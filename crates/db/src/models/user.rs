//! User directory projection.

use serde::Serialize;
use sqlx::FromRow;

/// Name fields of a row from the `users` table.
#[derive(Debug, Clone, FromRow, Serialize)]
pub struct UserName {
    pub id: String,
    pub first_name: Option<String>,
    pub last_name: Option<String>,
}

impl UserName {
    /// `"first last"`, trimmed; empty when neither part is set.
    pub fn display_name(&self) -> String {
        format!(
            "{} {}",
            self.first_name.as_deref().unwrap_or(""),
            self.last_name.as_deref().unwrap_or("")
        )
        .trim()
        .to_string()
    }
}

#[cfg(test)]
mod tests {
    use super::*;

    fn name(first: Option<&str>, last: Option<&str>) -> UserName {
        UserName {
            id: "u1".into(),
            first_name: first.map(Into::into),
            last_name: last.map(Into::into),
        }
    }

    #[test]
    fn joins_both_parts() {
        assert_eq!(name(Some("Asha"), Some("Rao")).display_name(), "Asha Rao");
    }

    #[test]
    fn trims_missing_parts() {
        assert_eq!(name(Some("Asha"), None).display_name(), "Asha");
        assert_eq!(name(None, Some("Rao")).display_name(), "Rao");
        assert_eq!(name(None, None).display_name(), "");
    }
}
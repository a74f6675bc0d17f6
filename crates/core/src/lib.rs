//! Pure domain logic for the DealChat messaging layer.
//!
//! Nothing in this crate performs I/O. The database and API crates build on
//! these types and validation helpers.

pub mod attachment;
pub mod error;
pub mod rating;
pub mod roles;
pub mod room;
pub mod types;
------------------------------------
DIRECTIONS:
Print the line that contains "pub mod error;" and each line after it up to the end of the listing, exactly as written.

EXERCISE RESULT:
pub mod error;
pub mod rating;
pub mod roles;
pub mod room;
pub mod types;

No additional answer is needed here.